One final observation.
Carr cites the work and comments of Antonio Damasio, the Director of USC’s
Brain and Creativity Institute. Damasio and his colleagues have found in
experiments that the higher, more noble human emotions such as compassion and
empathy, are slow to form in a situation; it takes time to
comprehend and feel the “Psychological and moral dimensions of a situation . .
. If things are happening too fast, you may not ever fully experience emotions
about other people’s psychological states.”
Let
us go back to the question I posed chapters ago; what happened to Wall Street?
How could some of the world’s brightest minds bring the world to the edge of
financial chasm? How could they be so stupid? What were they thinking?
I
believe the answer lies in neurons. First, the financiers of Wall Street were not
stupid; they were brilliant. They were
brilliant at browsing and surfing, at skimming information, at buying and
selling at the blink of an eye, at reacting to blips on a screen, to two-word
news flashes, to pop-ups and to flags. They were even superb at reducing the
world to numbers where the only thing that counted, the only single goal was—at
the end of the day—to have a larger number showing on the bottom of the screen.
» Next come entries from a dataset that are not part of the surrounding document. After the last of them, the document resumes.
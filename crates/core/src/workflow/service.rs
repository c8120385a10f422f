//! Workflow service for recording and transitioning transactions.
//!
//! Only pending transactions can be decided. Approval and rejection are
//! terminal; amounts stay editable by anyone holding the edit capability.

use chama_shared::types::{Money, TransactionId};
use chrono::Utc;
use rust_decimal::Decimal;

use crate::auth::{Capabilities, Capability};
use crate::ledger::{Transaction, TransactionStatus};
use crate::members::Member;
use crate::workflow::error::WorkflowError;
use crate::workflow::types::{FinanceEntry, WorkflowAction};

const MISSING_FIELDS: &str = "Please fill in all required fields";

/// Largest amount a single transaction may carry (one billion).
pub const MAX_AMOUNT: Decimal = Decimal::from_parts(1_000_000_000, 0, 0, false, 0);

/// Stateless service for the transaction workflow.
pub struct WorkflowService;

impl WorkflowService {
    /// Records a new pending transaction.
    ///
    /// # Arguments
    /// * `entry` - The keyed-in finance entry
    /// * `directory` - Members the entry may refer to
    /// * `actor` - Capabilities of the person keying in
    ///
    /// # Returns
    /// * `Ok(Transaction)` in `pending` status
    /// * `Err(WorkflowError::Auth)` without key-in-finances
    /// * `Err(WorkflowError::Validation)` for blank fields or an amount outside `(0, MAX_AMOUNT]`
    /// * `Err(WorkflowError::MemberNotFound)` if no active member has the code
    pub fn record(
        entry: FinanceEntry,
        directory: &[Member],
        actor: &Capabilities,
    ) -> Result<Transaction, WorkflowError> {
        actor.require(Capability::KeyInFinances)?;

        let description = entry.description.trim();
        if entry.member_code.is_blank() || description.is_empty() {
            return Err(WorkflowError::Validation(MISSING_FIELDS.to_string()));
        }
        Self::validate_amount(entry.amount)?;

        let member = directory
            .iter()
            .find(|m| m.is_active && m.member_code == entry.member_code)
            .ok_or(WorkflowError::MemberNotFound(entry.member_code))?;

        Ok(Transaction {
            id: TransactionId::new(),
            member_code: member.member_code.clone(),
            member_name: member.name.clone(),
            amount: entry.amount,
            transaction_type: entry.transaction_type,
            description: description.to_string(),
            status: TransactionStatus::Pending,
            created_at: Utc::now(),
            approved_by: None,
            approved_at: None,
        })
    }

    /// Approves a pending transaction.
    ///
    /// # Returns
    /// * `Ok(WorkflowAction::Approve)` stamped with the approver and time
    /// * `Err(WorkflowError::Auth)` without approve-transactions
    /// * `Err(WorkflowError::InvalidTransition)` if not pending
    pub fn approve(
        tx: &Transaction,
        approved_by: &str,
        actor: &Capabilities,
    ) -> Result<WorkflowAction, WorkflowError> {
        actor.require(Capability::ApproveTransactions)?;

        match tx.status {
            TransactionStatus::Pending => Ok(WorkflowAction::Approve {
                approved_by: approved_by.to_string(),
                approved_at: Utc::now(),
            }),
            from => Err(WorkflowError::InvalidTransition {
                from,
                to: TransactionStatus::Approved,
            }),
        }
    }

    /// Rejects a pending transaction.
    pub fn reject(tx: &Transaction, actor: &Capabilities) -> Result<WorkflowAction, WorkflowError> {
        actor.require(Capability::ApproveTransactions)?;

        match tx.status {
            TransactionStatus::Pending => Ok(WorkflowAction::Reject),
            from => Err(WorkflowError::InvalidTransition {
                from,
                to: TransactionStatus::Rejected,
            }),
        }
    }

    /// Produces an amount change. Any status may be edited, and the amount
    /// may equal the current one.
    pub fn edit_amount(
        amount: Decimal,
        actor: &Capabilities,
    ) -> Result<WorkflowAction, WorkflowError> {
        actor.require(Capability::EditTransactions)?;
        Self::validate_amount(amount)?;
        Ok(WorkflowAction::EditAmount { amount })
    }

    /// Check if a status transition is valid.
    ///
    /// Valid transitions:
    /// - Pending → Approved (approve)
    /// - Pending → Rejected (reject)
    #[must_use]
    pub fn is_valid_transition(from: TransactionStatus, to: TransactionStatus) -> bool {
        matches!(
            (from, to),
            (
                TransactionStatus::Pending,
                TransactionStatus::Approved | TransactionStatus::Rejected
            )
        )
    }

    /// Finds a transaction for mutation or reports `TransactionNotFound`.
    pub fn require_mut(
        transactions: &mut [Transaction],
        id: TransactionId,
    ) -> Result<&mut Transaction, WorkflowError> {
        transactions
            .iter_mut()
            .find(|tx| tx.id == id)
            .ok_or(WorkflowError::TransactionNotFound(id))
    }

    fn validate_amount(amount: Decimal) -> Result<(), WorkflowError> {
        if amount <= Decimal::ZERO {
            return Err(WorkflowError::Validation(
                "Amount must be greater than zero".to_string(),
            ));
        }
        if amount > MAX_AMOUNT {
            return Err(WorkflowError::Validation(format!(
                "Amount must not exceed {}",
                Money::format_amount(MAX_AMOUNT)
            )));
        }
        Ok(())
    }
}

#[cfg(test)]
mod tests {
    use super::*;
    use crate::auth::{AuthError, PermissionTable, UserRole};
    use crate::ledger::TransactionType;
    use chama_shared::types::MemberCode;
    use rust_decimal_macros::dec;

    fn caps(role: UserRole) -> Capabilities {
        PermissionTable::STANDARD.capabilities(role)
    }

    fn directory() -> Vec<Member> {
        vec![
            Member::fixture("mem001", "Grace Jepkosgei", UserRole::Member),
            Member::fixture("treas001", "Mary Chebet", UserRole::Treasurer),
        ]
    }

    fn entry() -> FinanceEntry {
        FinanceEntry {
            member_code: MemberCode::new("MEM001"),
            amount: dec!(5000),
            transaction_type: TransactionType::Contribution,
            description: " Monthly contribution ".to_string(),
        }
    }

    fn pending() -> Transaction {
        Transaction::fixture(
            "mem001",
            dec!(5000),
            TransactionType::Contribution,
            TransactionStatus::Pending,
        )
    }

    #[test]
    fn test_record_creates_pending_transaction() {
        let tx = WorkflowService::record(entry(), &directory(), &caps(UserRole::Treasurer)).unwrap();
        assert_eq!(tx.status, TransactionStatus::Pending);
        assert_eq!(tx.member_code.as_str(), "mem001");
        assert_eq!(tx.member_name, "Grace Jepkosgei");
        assert_eq!(tx.description, "Monthly contribution");
        assert!(tx.approved_by.is_none());
    }

    #[test]
    fn test_record_requires_key_in_finances() {
        for role in [UserRole::Chairman, UserRole::OverallAdmin, UserRole::Secretary, UserRole::Member] {
            let err = WorkflowService::record(entry(), &directory(), &caps(role)).unwrap_err();
            assert!(matches!(err, WorkflowError::Auth(AuthError::Forbidden { .. })));
        }
    }

    #[test]
    fn test_record_validation() {
        let treasurer = caps(UserRole::Treasurer);

        let err = WorkflowService::record(
            FinanceEntry { description: "  ".into(), ..entry() },
            &directory(),
            &treasurer,
        )
        .unwrap_err();
        assert_eq!(err.to_string(), "Please fill in all required fields");

        let err = WorkflowService::record(
            FinanceEntry { amount: dec!(0), ..entry() },
            &directory(),
            &treasurer,
        )
        .unwrap_err();
        assert!(matches!(err, WorkflowError::Validation(_)));

        let err = WorkflowService::record(
            FinanceEntry { member_code: MemberCode::new("ghost"), ..entry() },
            &directory(),
            &treasurer,
        )
        .unwrap_err();
        assert!(matches!(err, WorkflowError::MemberNotFound(_)));
    }

    #[test]
    fn test_amounts_are_bounded() {
        let treasurer = caps(UserRole::Treasurer);
        assert_eq!(MAX_AMOUNT, dec!(1000000000));

        let tx = WorkflowService::record(
            FinanceEntry { amount: MAX_AMOUNT, ..entry() },
            &directory(),
            &treasurer,
        )
        .unwrap();
        assert_eq!(tx.amount, MAX_AMOUNT);

        for amount in [dec!(1000000000.01), Decimal::MAX] {
            let err = WorkflowService::record(
                FinanceEntry { amount, ..entry() },
                &directory(),
                &treasurer,
            )
            .unwrap_err();
            assert_eq!(err.to_string(), "Amount must not exceed 1,000,000,000");

            assert!(matches!(
                WorkflowService::edit_amount(amount, &treasurer),
                Err(WorkflowError::Validation(_))
            ));
        }
    }

    #[test]
    fn test_record_rejects_inactive_member() {
        let mut members = directory();
        members[0].is_active = false;
        let err = WorkflowService::record(entry(), &members, &caps(UserRole::Treasurer)).unwrap_err();
        assert!(matches!(err, WorkflowError::MemberNotFound(_)));
    }

    #[test]
    fn test_approve_from_pending() {
        let action = WorkflowService::approve(&pending(), "John Kiprop", &caps(UserRole::Chairman)).unwrap();
        assert_eq!(action.new_status(), Some(TransactionStatus::Approved));
        assert!(matches!(action, WorkflowAction::Approve { ref approved_by, .. } if approved_by == "John Kiprop"));
    }

    #[test]
    fn test_approve_requires_capability() {
        let err = WorkflowService::approve(&pending(), "Peter Kiptoo", &caps(UserRole::Secretary)).unwrap_err();
        assert!(matches!(err, WorkflowError::Auth(_)));
    }

    #[test]
    fn test_decided_transactions_are_final() {
        let treasurer = caps(UserRole::Treasurer);
        for status in [TransactionStatus::Approved, TransactionStatus::Rejected] {
            let mut tx = pending();
            tx.status = status;

            assert!(matches!(
                WorkflowService::approve(&tx, "Mary Chebet", &treasurer),
                Err(WorkflowError::InvalidTransition { .. })
            ));
            assert!(matches!(
                WorkflowService::reject(&tx, &treasurer),
                Err(WorkflowError::InvalidTransition { .. })
            ));
        }
    }

    #[test]
    fn test_reject_then_apply() {
        let mut tx = pending();
        WorkflowService::reject(&tx, &caps(UserRole::OverallAdmin))
            .unwrap()
            .apply(&mut tx);
        assert_eq!(tx.status, TransactionStatus::Rejected);
    }

    #[test]
    fn test_edit_amount() {
        let treasurer = caps(UserRole::Treasurer);
        let mut tx = pending();
        tx.status = TransactionStatus::Approved;

        WorkflowService::edit_amount(dec!(4500), &treasurer)
            .unwrap()
            .apply(&mut tx);
        assert_eq!(tx.amount, dec!(4500));
        assert_eq!(tx.status, TransactionStatus::Approved);

        assert!(WorkflowService::edit_amount(dec!(-1), &treasurer).is_err());
        assert!(WorkflowService::edit_amount(dec!(4500), &treasurer).is_ok());
        assert!(WorkflowService::edit_amount(dec!(1), &caps(UserRole::Secretary)).is_err());
    }

    #[test]
    fn test_is_valid_transition() {
        assert!(WorkflowService::is_valid_transition(TransactionStatus::Pending, TransactionStatus::Approved));
        assert!(WorkflowService::is_valid_transition(TransactionStatus::Pending, TransactionStatus::Rejected));
        assert!(!WorkflowService::is_valid_transition(TransactionStatus::Approved, TransactionStatus::Pending));
        assert!(!WorkflowService::is_valid_transition(TransactionStatus::Rejected, TransactionStatus::Approved));
    }

    #[test]
    fn test_require_mut() {
        let mut txs = vec![pending()];
        let id = txs[0].id;
        assert!(WorkflowService::require_mut(&mut txs, id).is_ok());
        assert!(matches!(
            WorkflowService::require_mut(&mut txs, TransactionId::new()),
            Err(WorkflowError::TransactionNotFound(_))
        ));
    }
}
True reality, the rest of the world, countries, people, mothers, fathers,
grandfathers and children, sad or laughing, suffering or happy, never entered
what we can call, without malice, their “equation.”
In
other words, the working memories of our financiers were frantically and
permanently “otherwise engaged.” Meanwhile, their complex, long-term memories,
their wisdom, empathy and compassion shriveled day by day.
Think
of this new generation that grew up with remote controls, and video games, Web
surfing and tweeting, constantly distracted, and often overloaded, when did it
have time to form complex memories? When did it have time to rest, think deeply,
reflect? And when did it have time to feel compassion, sympathy, not to mention
empathy?
Unfortunately
a new study by the University of Michigan shockingly finds “almost never.”
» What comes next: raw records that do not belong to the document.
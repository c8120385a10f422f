//! Member record.

use chama_shared::types::{MemberCode, MemberId};
use chrono::{DateTime, Utc};
use serde::{Deserialize, Serialize};

use crate::auth::UserRole;

/// A registered member of the group.
#[derive(Debug, Clone, PartialEq, Eq, Serialize, Deserialize)]
pub struct Member {
    /// Internal key.
    pub id: MemberId,
    /// Login handle, unique across the group.
    pub member_code: MemberCode,
    /// Full name.
    pub name: String,
    /// National ID number.
    pub id_number: String,
    /// Phone number.
    pub phone_number: String,
    /// Argon2id hash of the PIN.
    #[serde(skip_serializing, default)]
    pub pin_hash: String,
    /// Role within the group.
    pub role: UserRole,
    /// Reference to the uploaded passport photo, if any.
    pub passport_photo: Option<String>,
    /// Reference to the uploaded ID document photo, if any.
    pub document_photo: Option<String>,
    /// Registration time.
    pub created_at: DateTime<Utc>,
    /// False once the member has been removed.
    pub is_active: bool,
}

impl Member {
    /// First word of the member's name, used in greetings.
    #[must_use]
    pub fn first_name(&self) -> &str {
        self.name.split_whitespace().next().unwrap_or_default()
    }
}

/// Editable member details. `None` leaves a field unchanged.
#[derive(Debug, Clone, Default, Deserialize)]
pub struct MemberUpdate {
    /// New full name.
    pub name: Option<String>,
    /// New national ID number.
    pub id_number: Option<String>,
    /// New phone number.
    pub phone_number: Option<String>,
}

impl MemberUpdate {
    /// Returns true if nothing would change.
    #[must_use]
    pub fn is_empty(&self) -> bool {
        self.name.is_none() && self.id_number.is_none() && self.phone_number.is_none()
    }
}

#[cfg(test)]
impl Member {
    /// Builds an active member with a placeholder PIN hash.
    pub(crate) fn fixture(code: &str, name: &str, role: UserRole) -> Self {
        Self {
            id: MemberId::new(),
            member_code: MemberCode::new(code),
            name: name.to_string(),
            id_number: "00000000".to_string(),
            phone_number: "0700000000".to_string(),
            pin_hash: String::new(),
            role,
            passport_photo: None,
            document_photo: None,
            created_at: Utc::now(),
            is_active: true,
        }
    }
}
Analyzing the personality tests of 13,737 college students over a 30 year
period, between 1979 and 2009, the researchers found a 48 percent decrease in
empathy and a 34 percent decrease in perspective-taking—considering someone
else’s point of view.
The
authors of the study note that the biggest changes have occurred since the year
2000, with the inundation of callous reality TV shows, and the explosion of
social networks and texting, which allow people to disengage from others at the
click of a key. They blame these “physically distant online environments” for
encouraging people to “lionize their own lives” and “functionally create a
buffer between individuals, which makes it easier to ignore others’ pain, or
even at times, inflict pain upon others.”
Mary
Gordon, the founder and president of Roots of Empathy, also cites a “poverty of
time” in families. “You have to experience empathy to continue to develop it.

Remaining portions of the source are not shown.